Milk Lowers The Acidity
Like we talked about earlier, milk will lower the acidity. Mild controversy aside; if nothing else it will dilute it.
This is great if acid upsets your stomach. Acid reflux? Dilution is your solution!
Less acid is a plus for everyone’s teeth too. Can’t neglect your dental health.
Colder, So No Scalds
No one wants to be burned. Or scalded.
Whether it’s in your mouth or anywhere else there is just no need for the damage. Besides the pain, it can cause all kinds of problems.
Cool that brew down and little and you’re all clear.
What is The Best Type of Milk for Coffee?
Your choice of milk in your coffee is completely dependent on your diet and what you want nutritionally.
Overall, the type of milk you choose really doesn’t affect or negate any nutrients or health benefits from the black coffee itself. You’re just combining the coffee with a milk.
A non-dairy creamer is a common choice. You should be comfortable with it if you’re lactose intolerant but it still contains things like milk proteins and then a whole host of strange ingredients. Things like food colourings, preservatives. You could still react to it if you’re dairy-sensitive.
There are all kinds of milk substitutes that go great in coffee.
Soya milk is an age old classic but why not try oat milk? It is non-dairy, creamy, smooth, thick, and rich. It’s taste and texture and quite similar to full-fat whole dairy milk. It can even be steamed like regular dairy milk.
How much caffeine is in decaffeinated coffee?
Did you know there is still some caffeine in decaf coffee? The amount of caffeine is dependent on a lot of different factors.
It depends on,
- How the bean was grown
- How much caffeine was originally in the bean
- The decafeination process
- The roast process
To give an idea of numbers, USDA regulations say that a decaffeinated bean is to have 3% of its original caffeine content. That isn’t to say that a decaf cup of coffee has only 3% of the caffeine after brewing it.
When you actually brew your coffee, a small 8 ounce (236 ml) cup of decaf can have up to 7 mg of caffeine. Whereas a cup made with the same amount of similar beans, just not decaf, would have 70-140 mg of caffeine.
So, for a rule a thumb, It’s fair to say that the most caffeinated a decaf coffee will be is up to a tenth of the amount for a regular coffee.
How Much Caffeine is in a Regular Cup of Coffee?
While there can be 70-140 mg of caffeine in a regular 8 ounce small cup of coffee, the caffeine can vary wildly. It depends on the bean, the roast, brand, how it was brewed, and of course how big a cup you are drinking.
For starters, “one cup of coffee” can easily range anywhere between 1 ounce and 27 ounces (30 – 700 ml).
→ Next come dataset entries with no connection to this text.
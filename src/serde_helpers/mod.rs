use serde::{Deserialize, Deserializer, Serializer};
use std::str::FromStr;

/// Custom deserialization module for handling strings as optional `f64`.
///
/// Used for fields like `commission` that may be empty or absent in API responses. Empty strings are treated as `None`, ensuring proper handling of optional numerical fields.
pub mod string_to_float_optional {
    use super::*;

    /// Serializes an `Option<f64>` as a string.
    ///
    /// Converts the `Option<f64>` to a string, using an empty string for `None`. This matches Binance's API expectations for optional fields.
    pub fn serialize<S>(value: &Option<f64>, serializer: S) -> Result<S::Ok, S::Error>
    where
        S: Serializer,
    {
        match value {
            Some(v) => serializer.serialize_str(&v.to_string()),
            None => serializer.serialize_str(""),
        }
    }

    /// Deserializes a string to an `Option<f64>`, returning `None` for empty strings.
    ///
    /// Parses the string to an `Option<f64>`, treating empty strings as `None`. Bots use this to handle optional numerical fields robustly.
    pub fn deserialize<'de, D>(deserializer: D) -> Result<Option<f64>, D::Error>
    where
        D: Deserializer<'de>,
    {
        let s: Option<String> = Option::deserialize(deserializer)?;
        match s {
            Some(s) if s.trim().is_empty() => Ok(None),
            Some(s) => f64::from_str(&s)
                .map(Some)
                .map_err(serde::de::Error::custom),
            None => Ok(None),
        }
    }
}

/// Module for serializing and deserializing optional u64 values as strings.
pub mod string_to_u64_optional {
    use super::*;

    /// Serializes an Option<u64> as a string, using an empty string for None.
    pub fn serialize<S>(value: &Option<u64>, serializer: S) -> Result<S::Ok, S::Error>
    where
        S: Serializer,
    {
        match value {
            Some(v) => serializer.serialize_str(&v.to_string()),
            None => serializer.serialize_str(""),
        }
    }

    /// Deserializes a string to an Option<u64>, returning None for empty strings.
    pub fn deserialize<'de, D>(deserializer: D) -> Result<Option<u64>, D::Error>
    where
        D: Deserializer<'de>,
    {
        let s: Option<String> = Option::deserialize(deserializer)?;
        match s {
            Some(s) if s.trim().is_empty() => Ok(None),
            Some(s) => u64::from_str(&s)
                .map(Some)
                .map_err(serde::de::Error::custom),
            None => Ok(None),
        }
    }
}

/// Deserializes a string to a u64, handling empty strings and invalid formats.
///
/// Used for fields like timestamps (`time_second`, `start_time`) that are returned as strings by Binance's API but need to be converted to `u64` for Rust.
pub mod string_to_u64 {
    use super::*;

    // Serialize a u64 as a string.
    pub fn serialize<S>(value: &u64, serializer: S) -> Result<S::Ok, S::Error>
    where
        S: Serializer,
    {
        let s = value.to_string();
        serializer.serialize_str(&s)
    }

    // Deserialize a string to a u64.
    pub fn deserialize<'de, D>(deserializer: D) -> Result<u64, D::Error>
    where
        D: Deserializer<'de>,
    {
        let s = String::deserialize(deserializer)?;
        s.parse::<u64>().map_err(serde::de::Error::custom)
    }
}

/// Deserializes a string to an f64, handling empty strings and invalid formats.
///
/// Used for fields like prices (`last_price`, `open_price`) and quantities (`size`, `open_interest`) that are returned as strings to preserve precision but need to be converted to `f64` for calculations. Bots should use this to ensure accurate numerical processing and handle edge cases like empty strings.
pub mod string_to_float {
    use super::*;

    // Serialize a u64 as a string.
    pub fn serialize<S>(value: &f64, serializer: S) -> Result<S::Ok, S::Error>
    where
        S: Serializer,
    {
        let s = value.to_string();
        serializer.serialize_str(&s)
    }

    // Deserialize a string as an f64.
    pub fn deserialize<'de, D>(deserializer: D) -> Result<f64, D::Error>
    where
        D: Deserializer<'de>,
    {
        let s = String::deserialize(deserializer)?;
        s.parse::<f64>().map_err(serde::de::Error::custom)
    }
}
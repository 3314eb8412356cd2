//! CP variable types.
//!
//! Variables live inside a [`CpModel`](super::CpModel); the types here are
//! lightweight handles plus the domain definition stored by the model.

/// Handle to a boolean decision variable.
///
/// Internally a 0/1 integer variable, so it can appear in linear
/// constraints alongside [`IntVar`]s.
#[derive(Debug, Clone, Copy, PartialEq, Eq, Hash, PartialOrd, Ord)]
pub struct BoolVar(pub(crate) usize);

impl BoolVar {
    /// Index of the variable inside its model.
    pub fn index(self) -> usize {
        self.0
    }
}

/// Handle to an integer decision variable with a bounded domain.
#[derive(Debug, Clone, Copy, PartialEq, Eq, Hash, PartialOrd, Ord)]
pub struct IntVar(pub(crate) usize);

impl IntVar {
    /// Index of the variable inside its model.
    pub fn index(self) -> usize {
        self.0
    }
}

impl From<BoolVar> for IntVar {
    fn from(var: BoolVar) -> Self {
        IntVar(var.0)
    }
}

/// Whether a variable was declared boolean or integer.
#[derive(Debug, Clone, Copy, PartialEq, Eq)]
pub enum VarKind {
    Bool,
    Int,
}

/// A variable definition: name plus the initial domain `[min, max]`.
#[derive(Debug, Clone)]
pub struct VarDef {
    /// Variable name (diagnostic only; handles are the identity).
    pub name: String,
    /// Minimum value.
    pub min: i64,
    /// Maximum value.
    pub max: i64,
    /// Declared kind.
    pub kind: VarKind,
}

impl VarDef {
    /// Creates a boolean definition with domain `[0, 1]`.
    pub fn boolean(name: impl Into<String>) -> Self {
        Self {
            name: name.into(),
            min: 0,
            max: 1,
            kind: VarKind::Bool,
        }
    }

    /// Creates an integer definition with domain `[min, max]`.
    pub fn integer(name: impl Into<String>, min: i64, max: i64) -> Self {
        Self {
            name: name.into(),
            min,
            max,
            kind: VarKind::Int,
        }
    }

    /// Whether this variable is fixed to a single value.
    pub fn is_fixed(&self) -> bool {
        self.min == self.max
    }

    /// Domain size (max - min + 1). Zero or negative means empty.
    pub fn domain_size(&self) -> i64 {
        self.max - self.min + 1
    }
}

#[cfg(test)]
mod tests {
    use super::*;

    #[test]
    fn test_int_def() {
        let v = VarDef::integer("x", 0, 10);
        assert_eq!(v.domain_size(), 11);
        assert!(!v.is_fixed());
        assert_eq!(v.kind, VarKind::Int);

        let f = VarDef::integer("y", 5, 5);
        assert!(f.is_fixed());
        assert_eq!(f.domain_size(), 1);
    }

    #[test]
    fn test_bool_def() {
        let b = VarDef::boolean("flag");
        assert_eq!((b.min, b.max), (0, 1));
        assert_eq!(b.kind, VarKind::Bool);
    }

    #[test]
    fn test_bool_handle_converts_to_int() {
        let b = BoolVar(7);
        let i: IntVar = b.into();
        assert_eq!(i.index(), 7);
    }
}
//! Command-line front end: load the lists, solve, write the roster.

use std::path::PathBuf;
use std::process::ExitCode;

use clap::{ArgAction, Parser};
use lector_schedule::io::{load_input, render_text, write_html};
use lector_schedule::roster::{RosterConfig, RosterOutcome, RosterRunner, RotationMode};

/// Builds a fair lector roster for mass readings.
#[derive(Debug, Parser)]
#[command(version, about)]
struct Cli {
    /// Text file with one lector per line: name, then blocked days, comma-separated
    #[arg(short, long)]
    lectors: PathBuf,

    /// Text file with one mass day per line
    #[arg(short, long)]
    dates: PathBuf,

    /// Text file with one reading title per line
    #[arg(short, long)]
    readings: PathBuf,

    /// HTML output file; prints a text table when omitted
    #[arg(short, long)]
    output: Option<PathBuf>,

    /// Page title for the HTML output
    #[arg(long, default_value = "Lector roster")]
    title: String,

    /// Solver time limit in seconds
    #[arg(long)]
    time_limit: Option<u64>,

    /// Number of parallel search workers
    #[arg(long)]
    workers: Option<usize>,

    /// Random seed for a reproducible search order
    #[arg(long)]
    seed: Option<u64>,

    /// Do not require every lector to perform every reading
    #[arg(long)]
    relax_rotation: bool,

    /// Readings one lector may perform on the same day
    #[arg(long, default_value_t = 1)]
    max_per_day: usize,

    /// Verbosity (-v, -vv, -vvv)
    #[arg(short, long, action = ArgAction::Count)]
    verbose: u8,
}

impl Cli {
    fn config(&self) -> RosterConfig {
        let mut config = RosterConfig::default().with_max_readings_per_day(self.max_per_day);
        if let Some(secs) = self.time_limit {
            config = config.with_time_limit_secs(secs);
        }
        if let Some(workers) = self.workers {
            config = config.with_num_workers(workers);
        }
        if let Some(seed) = self.seed {
            config = config.with_seed(seed);
        }
        if self.relax_rotation {
            config = config.with_rotation(RotationMode::Relaxed);
        }
        config
    }

    fn run(self) -> anyhow::Result<ExitCode> {
        setup_logging(self.verbose);

        let input = load_input(&self.lectors, &self.dates, &self.readings)?;
        let result = RosterRunner::run(&input, &self.config())?;

        let roster = match &result.outcome {
            RosterOutcome::Optimal(roster) => roster,
            RosterOutcome::FeasibleSuboptimal(roster) => {
                eprintln!("time limit reached: the roster is valid but may not be the fairest");
                roster
            }
            RosterOutcome::Infeasible => {
                eprintln!(
                    "no roster satisfies every rule; add days, unblock dates, or pass --relax-rotation"
                );
                return Ok(ExitCode::from(2));
            }
            RosterOutcome::Unknown => {
                eprintln!("no roster found within the time limit; try a larger --time-limit");
                return Ok(ExitCode::from(3));
            }
        };

        match &self.output {
            Some(path) => {
                let today = chrono::Local::now().format("%Y-%m-%d").to_string();
                write_html(roster, path, &self.title, &today)?;
            }
            None => print!("{}", render_text(roster)),
        }
        Ok(ExitCode::SUCCESS)
    }
}

fn setup_logging(verbosity: u8) {
    use tracing_subscriber::{layer::SubscriberExt, util::SubscriberInitExt};

    let level = match verbosity {
        0 => tracing::Level::WARN,
        1 => tracing::Level::INFO,
        2 => tracing::Level::DEBUG,
        _ => tracing::Level::TRACE,
    };

    let filter = tracing_subscriber::EnvFilter::from_default_env().add_directive(level.into());

    let fmt_layer = tracing_subscriber::fmt::layer()
        .with_target(false)
        .with_writer(std::io::stderr);

    tracing_subscriber::registry()
        .with(filter)
        .with(fmt_layer)
        .init();
}

fn main() -> anyhow::Result<ExitCode> {
    Cli::parse().run()
}
//! Lector roster scheduling.
//!
//! Assigns lectors to readings across a sequence of mass days so that:
//!
//! - every reading of every day has exactly one lector;
//! - no lector reads more than once a day (configurable);
//! - every lector eventually performs every reading (full rotation,
//!   relaxable through [`RotationMode::Relaxed`]);
//! - nobody is scheduled on a blocked day;
//!
//! while maximizing the minimum number of readings any lector gets.
//!
//! # Stages
//!
//! [`ScheduleInput`] → [`RosterModelBuilder`] (constraints, objective) →
//! [`RosterModel::solve`] → [`RosterOutcome`] carrying a [`Roster`].
//! [`RosterRunner`] runs all of them.

mod builder;
mod config;
mod projection;
mod runner;
mod types;

pub use builder::{RosterModel, RosterModelBuilder};
pub use config::{RosterConfig, RotationMode};
pub use projection::{Assignment, Roster};
pub use runner::{RosterOutcome, RosterResult, RosterRunner};
pub use types::{BlockedDate, Day, InputSet, InputShapeError, Lector, Reading, ScheduleInput};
This can put your caffeine content anywhere from 70 mg to well over 500 mg.
How Long Does Caffeine Stay in our Bodies?
The length of time caffeine stays in your body depends on a ridiculous number of factors. Everyone is different. Things like your level of fitness, age, even genetics can come into play here, just a name a few.
To say that caffeine lasts X amount of time in your body is an over simplifcation. That said, there are still numbers out there.
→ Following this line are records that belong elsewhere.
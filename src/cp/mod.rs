//! Constraint Programming (CP) framework.
//!
//! Provides a domain-agnostic model for constrained optimization over
//! boolean and bounded integer variables, plus an exact solver.
//!
//! # Key Components
//!
//! - **Variables**: [`BoolVar`], [`IntVar`]: handles into a model
//! - **Constraints**: [`Constraint`]: bounded linear sums; cardinality
//!   helpers (exactly-one, at-most-one, at-least-one) on [`CpModel`]
//! - **Model**: [`CpModel`]: container for variables, constraints, objective
//! - **Solver**: [`CpSolver`] trait and [`BranchAndBoundSolver`]
//!
//! # Design
//!
//! Objectives are a single variable to maximize or minimize. Composite
//! objectives such as max-min fairness are linearized by the consumer with
//! an auxiliary variable.
//!
//! The solver is exact: [`SolverStatus::Optimal`] and
//! [`SolverStatus::Infeasible`] are proofs, never guesses. Only a time
//! limit (or `stop_after_first`) can produce [`SolverStatus::Feasible`] or
//! [`SolverStatus::Unknown`].
//!
//! # References
//!
//! Rossi, van Beek & Walsh (2006), "Handbook of Constraint Programming"

mod model;
mod search;
mod solver;
mod variables;

pub use model::{Constraint, CpModel, ModelError, Objective};
pub use search::SearchStats;
pub use solver::{BranchAndBoundSolver, CpSolution, CpSolver, SolverConfig, SolverStatus};
pub use variables::{BoolVar, IntVar, VarDef, VarKind};
//! Roster configuration.

use crate::cp::SolverConfig;

/// Whether every lector must eventually perform every reading.
#[derive(Debug, Clone, Copy, Default, PartialEq, Eq)]
#[cfg_attr(feature = "serde", derive(serde::Serialize, serde::Deserialize))]
pub enum RotationMode {
    /// Each (lector, reading) pair occurs at least once. Too few days make
    /// the model infeasible.
    #[default]
    Required,
    /// The rotation requirement is dropped; only coverage, the per-day
    /// limit, blocked days, and fairness remain.
    Relaxed,
}

/// Configuration for building and solving a roster.
///
/// # Examples
///
/// ```
/// use lector_schedule::roster::{RosterConfig, RotationMode};
///
/// let config = RosterConfig::default()
///     .with_time_limit_secs(10)
///     .with_num_workers(2)
///     .with_seed(42)
///     .with_rotation(RotationMode::Relaxed);
/// assert!(config.validate().is_ok());
/// ```
#[derive(Debug, Clone)]
#[cfg_attr(feature = "serde", derive(serde::Serialize, serde::Deserialize))]
pub struct RosterConfig {
    /// Solver limits: time, workers, seed.
    pub solver: SolverConfig,

    /// Rotation requirement.
    pub rotation: RotationMode,

    /// How many readings one lector may perform on the same day.
    pub max_readings_per_day: usize,
}

impl Default for RosterConfig {
    fn default() -> Self {
        Self {
            solver: SolverConfig::default(),
            rotation: RotationMode::Required,
            max_readings_per_day: 1,
        }
    }
}

impl RosterConfig {
    pub fn with_solver(mut self, solver: SolverConfig) -> Self {
        self.solver = solver;
        self
    }

    /// Sets the wall-clock time limit in whole seconds.
    pub fn with_time_limit_secs(mut self, secs: u64) -> Self {
        self.solver.time_limit_ms = Some(secs.saturating_mul(1_000));
        self
    }

    pub fn with_num_workers(mut self, n: usize) -> Self {
        self.solver.num_workers = n;
        self
    }

    pub fn with_seed(mut self, seed: u64) -> Self {
        self.solver.seed = Some(seed);
        self
    }

    pub fn with_rotation(mut self, rotation: RotationMode) -> Self {
        self.rotation = rotation;
        self
    }

    pub fn with_max_readings_per_day(mut self, n: usize) -> Self {
        self.max_readings_per_day = n;
        self
    }

    /// Validates the configuration.
    pub fn validate(&self) -> Result<(), String> {
        self.solver.validate()?;
        if self.max_readings_per_day == 0 {
            return Err("max_readings_per_day must be at least 1".into());
        }
        Ok(())
    }
}
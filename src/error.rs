//! Crate-level error type.

use crate::cp::ModelError;
use crate::roster::InputShapeError;
use std::path::PathBuf;

/// Errors raised before or around a solve.
///
/// Infeasible and inconclusive solves are not errors; see
/// [`RosterOutcome`](crate::roster::RosterOutcome).
#[derive(Debug, thiserror::Error)]
pub enum ScheduleError {
    #[error(transparent)]
    InputShape(#[from] InputShapeError),

    #[error("invalid configuration: {0}")]
    Config(String),

    #[error("invalid model: {0}")]
    Model(#[from] ModelError),

    #[error("the solver rejected the model")]
    SolverRejected,

    #[error("failed to read {}", path.display())]
    Read {
        path: PathBuf,
        #[source]
        source: std::io::Error,
    },

    #[error("failed to write {}", path.display())]
    Write {
        path: PathBuf,
        #[source]
        source: std::io::Error,
    },
}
Firstly, it typically takes about 45 minutes to be absorbed into your body. So it does take some time to kick in.
When measuring chemicals or drugs in a body, the idea of a half life is usually used. A half life is the time for that drug to have decreased to exactly half of the original amount.
The half life of coffee is about 4 to 6 hours.
So if you drank 140 mg of caffeine, you can be pretty confident that after 6 hours, you have less than 70 mg remaining in your body. After another 6 hours, there is less than 35 mg.
When it comes down to it, finding the right amount of caffeine will take some experimenting. It entirely depends on you. Play around with it but most importantly make sure you enjoy your coffee.